Problem to work on
The entries below must be transcribed exactly. Leave nothing out.
-*-
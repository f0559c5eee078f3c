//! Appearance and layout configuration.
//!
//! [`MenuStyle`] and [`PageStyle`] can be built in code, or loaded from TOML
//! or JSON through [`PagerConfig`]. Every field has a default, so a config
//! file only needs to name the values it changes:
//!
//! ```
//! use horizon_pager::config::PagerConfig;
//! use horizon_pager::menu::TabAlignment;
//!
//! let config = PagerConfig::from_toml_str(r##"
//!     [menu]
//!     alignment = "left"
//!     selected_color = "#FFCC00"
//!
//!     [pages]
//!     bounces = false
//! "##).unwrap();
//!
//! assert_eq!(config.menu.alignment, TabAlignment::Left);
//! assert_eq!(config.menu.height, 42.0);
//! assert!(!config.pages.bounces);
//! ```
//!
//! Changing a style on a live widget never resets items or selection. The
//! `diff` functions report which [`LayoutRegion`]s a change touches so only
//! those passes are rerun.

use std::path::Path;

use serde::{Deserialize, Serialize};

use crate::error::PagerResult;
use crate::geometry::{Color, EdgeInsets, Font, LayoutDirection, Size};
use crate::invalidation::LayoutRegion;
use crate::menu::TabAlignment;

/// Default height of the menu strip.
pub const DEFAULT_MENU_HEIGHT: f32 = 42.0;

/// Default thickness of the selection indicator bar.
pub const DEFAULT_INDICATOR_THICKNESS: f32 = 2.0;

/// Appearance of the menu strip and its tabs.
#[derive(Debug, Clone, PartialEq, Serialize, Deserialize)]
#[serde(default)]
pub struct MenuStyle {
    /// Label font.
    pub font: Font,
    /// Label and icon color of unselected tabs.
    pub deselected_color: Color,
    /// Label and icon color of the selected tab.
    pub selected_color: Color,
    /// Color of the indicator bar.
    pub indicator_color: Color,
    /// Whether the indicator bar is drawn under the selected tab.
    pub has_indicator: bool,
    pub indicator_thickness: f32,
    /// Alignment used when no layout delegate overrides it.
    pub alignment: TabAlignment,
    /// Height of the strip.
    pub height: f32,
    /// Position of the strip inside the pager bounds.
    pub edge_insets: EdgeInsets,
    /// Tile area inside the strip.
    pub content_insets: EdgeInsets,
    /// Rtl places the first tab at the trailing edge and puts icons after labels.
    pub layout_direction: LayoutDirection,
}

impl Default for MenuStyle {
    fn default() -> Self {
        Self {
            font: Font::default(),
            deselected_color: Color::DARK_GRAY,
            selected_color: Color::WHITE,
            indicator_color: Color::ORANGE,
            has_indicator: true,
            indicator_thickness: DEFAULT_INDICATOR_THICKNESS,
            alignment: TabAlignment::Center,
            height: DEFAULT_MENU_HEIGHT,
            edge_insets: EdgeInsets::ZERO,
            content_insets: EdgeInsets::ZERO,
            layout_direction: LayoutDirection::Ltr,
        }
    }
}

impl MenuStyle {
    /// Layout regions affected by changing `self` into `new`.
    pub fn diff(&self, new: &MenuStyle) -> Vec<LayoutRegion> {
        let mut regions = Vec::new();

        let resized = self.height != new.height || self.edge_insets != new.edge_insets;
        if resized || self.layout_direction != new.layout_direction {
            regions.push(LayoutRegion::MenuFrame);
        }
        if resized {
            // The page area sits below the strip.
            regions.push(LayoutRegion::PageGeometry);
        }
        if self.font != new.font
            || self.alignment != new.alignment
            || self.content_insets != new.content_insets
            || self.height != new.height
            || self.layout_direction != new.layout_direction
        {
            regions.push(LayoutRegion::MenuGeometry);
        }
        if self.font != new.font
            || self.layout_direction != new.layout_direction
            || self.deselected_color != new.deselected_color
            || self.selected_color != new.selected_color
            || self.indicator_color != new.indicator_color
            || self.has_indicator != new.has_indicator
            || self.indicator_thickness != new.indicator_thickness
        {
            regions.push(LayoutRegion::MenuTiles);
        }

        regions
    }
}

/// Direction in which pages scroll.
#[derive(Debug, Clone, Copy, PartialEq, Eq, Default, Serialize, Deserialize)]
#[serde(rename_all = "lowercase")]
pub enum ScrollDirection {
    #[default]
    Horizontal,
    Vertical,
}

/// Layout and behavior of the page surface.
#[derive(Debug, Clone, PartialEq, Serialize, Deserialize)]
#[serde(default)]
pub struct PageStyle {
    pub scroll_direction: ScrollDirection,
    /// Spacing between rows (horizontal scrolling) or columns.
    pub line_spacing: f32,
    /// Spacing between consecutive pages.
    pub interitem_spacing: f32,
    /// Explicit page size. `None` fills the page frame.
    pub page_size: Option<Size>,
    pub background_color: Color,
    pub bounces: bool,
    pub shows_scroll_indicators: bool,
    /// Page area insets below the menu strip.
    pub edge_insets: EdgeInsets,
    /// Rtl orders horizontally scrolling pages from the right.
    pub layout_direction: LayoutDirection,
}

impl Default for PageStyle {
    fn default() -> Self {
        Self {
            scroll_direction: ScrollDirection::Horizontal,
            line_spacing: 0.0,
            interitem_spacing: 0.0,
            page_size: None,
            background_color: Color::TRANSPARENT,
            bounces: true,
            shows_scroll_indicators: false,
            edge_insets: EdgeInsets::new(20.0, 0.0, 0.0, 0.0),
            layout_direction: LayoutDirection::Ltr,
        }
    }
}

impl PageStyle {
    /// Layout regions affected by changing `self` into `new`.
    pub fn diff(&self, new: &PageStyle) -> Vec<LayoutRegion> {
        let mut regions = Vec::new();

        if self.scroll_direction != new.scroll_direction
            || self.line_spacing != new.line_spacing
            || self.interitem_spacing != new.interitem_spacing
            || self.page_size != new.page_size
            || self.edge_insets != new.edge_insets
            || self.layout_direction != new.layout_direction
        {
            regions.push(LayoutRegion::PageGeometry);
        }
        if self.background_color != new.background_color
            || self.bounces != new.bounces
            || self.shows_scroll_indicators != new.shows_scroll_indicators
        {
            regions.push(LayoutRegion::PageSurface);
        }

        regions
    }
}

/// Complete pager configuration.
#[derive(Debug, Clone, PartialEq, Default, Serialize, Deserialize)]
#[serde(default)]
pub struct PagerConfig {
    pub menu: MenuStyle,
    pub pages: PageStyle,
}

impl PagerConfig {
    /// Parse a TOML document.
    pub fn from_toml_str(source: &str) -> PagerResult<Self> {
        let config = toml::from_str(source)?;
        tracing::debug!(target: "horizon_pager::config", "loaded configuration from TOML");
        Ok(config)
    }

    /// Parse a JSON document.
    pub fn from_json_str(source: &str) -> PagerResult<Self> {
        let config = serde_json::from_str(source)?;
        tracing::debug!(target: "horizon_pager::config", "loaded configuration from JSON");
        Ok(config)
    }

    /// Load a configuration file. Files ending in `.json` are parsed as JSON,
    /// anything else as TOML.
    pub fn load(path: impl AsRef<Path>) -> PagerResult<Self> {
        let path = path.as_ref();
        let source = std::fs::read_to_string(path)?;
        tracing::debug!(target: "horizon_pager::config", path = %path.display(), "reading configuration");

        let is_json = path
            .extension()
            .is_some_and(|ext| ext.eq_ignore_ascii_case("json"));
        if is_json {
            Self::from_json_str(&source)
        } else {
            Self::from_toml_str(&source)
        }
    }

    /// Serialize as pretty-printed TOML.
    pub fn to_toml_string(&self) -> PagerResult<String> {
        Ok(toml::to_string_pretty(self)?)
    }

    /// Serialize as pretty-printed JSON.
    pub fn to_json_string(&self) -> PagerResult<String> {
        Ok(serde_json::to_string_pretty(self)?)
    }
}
-*-
Your solution
repository f0559c5eee078f3c
//! Appearance and layout configuration.
//!
//! [`MenuStyle`] and [`PageStyle`] can be built in code, or loaded from TOML
//! or JSON through [`PagerConfig`]. Every field has a default, so a config
//! file only needs to name the values it changes:
//!
//! ```
//! use horizon_pager::config::PagerConfig;
//! use horizon_pager::menu::TabAlignment;
//!
//! let config = PagerConfig::from_toml_str(r##"
//!     [menu]
//!     alignment = "left"
//!     selected_color = "#FFCC00"
//!
//!     [pages]
//!     bounces = false
//! "##).unwrap();
//!
//! assert_eq!(config.menu.alignment, TabAlignment::Left);
//! assert_eq!(config.menu.height, 42.0);
//! assert!(!config.pages.bounces);
//! ```
//!
//! Changing a style on a live widget never resets items or selection. The
//! `diff` functions report which [`LayoutRegion`]s a change touches so only
//! those passes are rerun.

use std::path::Path;

use serde::{Deserialize, Serialize};

use crate::error::PagerResult;
use crate::geometry::{Color, EdgeInsets, Font, LayoutDirection, Size};
use crate::invalidation::LayoutRegion;
use crate::menu::TabAlignment;

/// Default height of the menu strip.
pub const DEFAULT_MENU_HEIGHT: f32 = 42.0;

/// Default thickness of the selection indicator bar.
pub const DEFAULT_INDICATOR_THICKNESS: f32 = 2.0;

/// Appearance of the menu strip and its tabs.
#[derive(Debug, Clone, PartialEq, Serialize, Deserialize)]
#[serde(default)]
pub struct MenuStyle {
    /// Label font.
    pub font: Font,
    /// Label and icon color of unselected tabs.
    pub deselected_color: Color,
    /// Label and icon color of the selected tab.
    pub selected_color: Color,
    /// Color of the indicator bar.
    pub indicator_color: Color,
    /// Whether the indicator bar is drawn under the selected tab.
    pub has_indicator: bool,
    pub indicator_thickness: f32,
    /// Alignment used when no layout delegate overrides it.
    pub alignment: TabAlignment,
    /// Height of the strip.
    pub height: f32,
    /// Position of the strip inside the pager bounds.
    pub edge_insets: EdgeInsets,
    /// Tile area inside the strip.
    pub content_insets: EdgeInsets,
    /// Rtl places the first tab at the trailing edge and puts icons after labels.
    pub layout_direction: LayoutDirection,
}

impl Default for MenuStyle {
    fn default() -> Self {
        Self {
            font: Font::default(),
            deselected_color: Color::DARK_GRAY,
            selected_color: Color::WHITE,
            indicator_color: Color::ORANGE,
            has_indicator: true,
            indicator_thickness: DEFAULT_INDICATOR_THICKNESS,
            alignment: TabAlignment::Center,
            height: DEFAULT_MENU_HEIGHT,
            edge_insets: EdgeInsets::ZERO,
            content_insets: EdgeInsets::ZERO,
            layout_direction: LayoutDirection::Ltr,
        }
    }
}

impl MenuStyle {
    /// Layout regions affected by changing `self` into `new`.
    pub fn diff(&self, new: &MenuStyle) -> Vec<LayoutRegion> {
        let mut regions = Vec::new();

        let resized = self.height != new.height || self.edge_insets != new.edge_insets;
        if resized || self.layout_direction != new.layout_direction {
            regions.push(LayoutRegion::MenuFrame);
        }
        if resized {
            // The page area sits below the strip.
            regions.push(LayoutRegion::PageGeometry);
        }
        if self.font != new.font
            || self.alignment != new.alignment
            || self.content_insets != new.content_insets
            || self.height != new.height
            || self.layout_direction != new.layout_direction
        {
            regions.push(LayoutRegion::MenuGeometry);
        }
        if self.font != new.font
            || self.layout_direction != new.layout_direction
            || self.deselected_color != new.deselected_color
            || self.selected_color != new.selected_color
            || self.indicator_color != new.indicator_color
            || self.has_indicator != new.has_indicator
            || self.indicator_thickness != new.indicator_thickness
        {
            regions.push(LayoutRegion::MenuTiles);
        }

        regions
    }
}

/// Direction in which pages scroll.
#[derive(Debug, Clone, Copy, PartialEq, Eq, Default, Serialize, Deserialize)]
#[serde(rename_all = "lowercase")]
pub enum ScrollDirection {
    #[default]
    Horizontal,
    Vertical,
}

/// Layout and behavior of the page surface.
#[derive(Debug, Clone, PartialEq, Serialize, Deserialize)]
#[serde(default)]
pub struct PageStyle {
    pub scroll_direction: ScrollDirection,
    /// Spacing between rows (horizontal scrolling) or columns.
    pub line_spacing: f32,
    /// Spacing between consecutive pages.
    pub interitem_spacing: f32,
    /// Explicit page size. `None` fills the page frame.
    pub page_size: Option<Size>,
    pub background_color: Color,
    pub bounces: bool,
    pub shows_scroll_indicators: bool,
    /// Page area insets below the menu strip.
    pub edge_insets: EdgeInsets,
    /// Rtl orders horizontally scrolling pages from the right.
    pub layout_direction: LayoutDirection,
}

impl Default for PageStyle {
    fn default() -> Self {
        Self {
            scroll_direction: ScrollDirection::Horizontal,
            line_spacing: 0.0,
            interitem_spacing: 0.0,
            page_size: None,
            background_color: Color::TRANSPARENT,
            bounces: true,
            shows_scroll_indicators: false,
            edge_insets: EdgeInsets::new(20.0, 0.0, 0.0, 0.0),
            layout_direction: LayoutDirection::Ltr,
        }
    }
}

impl PageStyle {
    /// Layout regions affected by changing `self` into `new`.
    pub fn diff(&self, new: &PageStyle) -> Vec<LayoutRegion> {
        let mut regions = Vec::new();

        if self.scroll_direction != new.scroll_direction
            || self.line_spacing != new.line_spacing
            || self.interitem_spacing != new.interitem_spacing
            || self.page_size != new.page_size
            || self.edge_insets != new.edge_insets
            || self.layout_direction != new.layout_direction
        {
            regions.push(LayoutRegion::PageGeometry);
        }
        if self.background_color != new.background_color
            || self.bounces != new.bounces
            || self.shows_scroll_indicators != new.shows_scroll_indicators
        {
            regions.push(LayoutRegion::PageSurface);
        }

        regions
    }
}

/// Complete pager configuration.
#[derive(Debug, Clone, PartialEq, Default, Serialize, Deserialize)]
#[serde(default)]
pub struct PagerConfig {
    pub menu: MenuStyle,
    pub pages: PageStyle,
}

impl PagerConfig {
    /// Parse a TOML document.
    pub fn from_toml_str(source: &str) -> PagerResult<Self> {
        let config = toml::from_str(source)?;
        tracing::debug!(target: "horizon_pager::config", "loaded configuration from TOML");
        Ok(config)
    }

    /// Parse a JSON document.
    pub fn from_json_str(source: &str) -> PagerResult<Self> {
        let config = serde_json::from_str(source)?;
        tracing::debug!(target: "horizon_pager::config", "loaded configuration from JSON");
        Ok(config)
    }

    /// Load a configuration file. Files ending in `.json` are parsed as JSON,
    /// anything else as TOML.
    pub fn load(path: impl AsRef<Path>) -> PagerResult<Self> {
        let path = path.as_ref();
        let source = std::fs::read_to_string(path)?;
        tracing::debug!(target: "horizon_pager::config", path = %path.display(), "reading configuration");

        let is_json = path
            .extension()
            .is_some_and(|ext| ext.eq_ignore_ascii_case("json"));
        if is_json {
            Self::from_json_str(&source)
        } else {
            Self::from_toml_str(&source)
        }
    }

    /// Serialize as pretty-printed TOML.
    pub fn to_toml_string(&self) -> PagerResult<String> {
        Ok(toml::to_string_pretty(self)?)
    }

    /// Serialize as pretty-printed JSON.
    pub fn to_json_string(&self) -> PagerResult<String> {
        Ok(serde_json::to_string_pretty(self)?)
    }
}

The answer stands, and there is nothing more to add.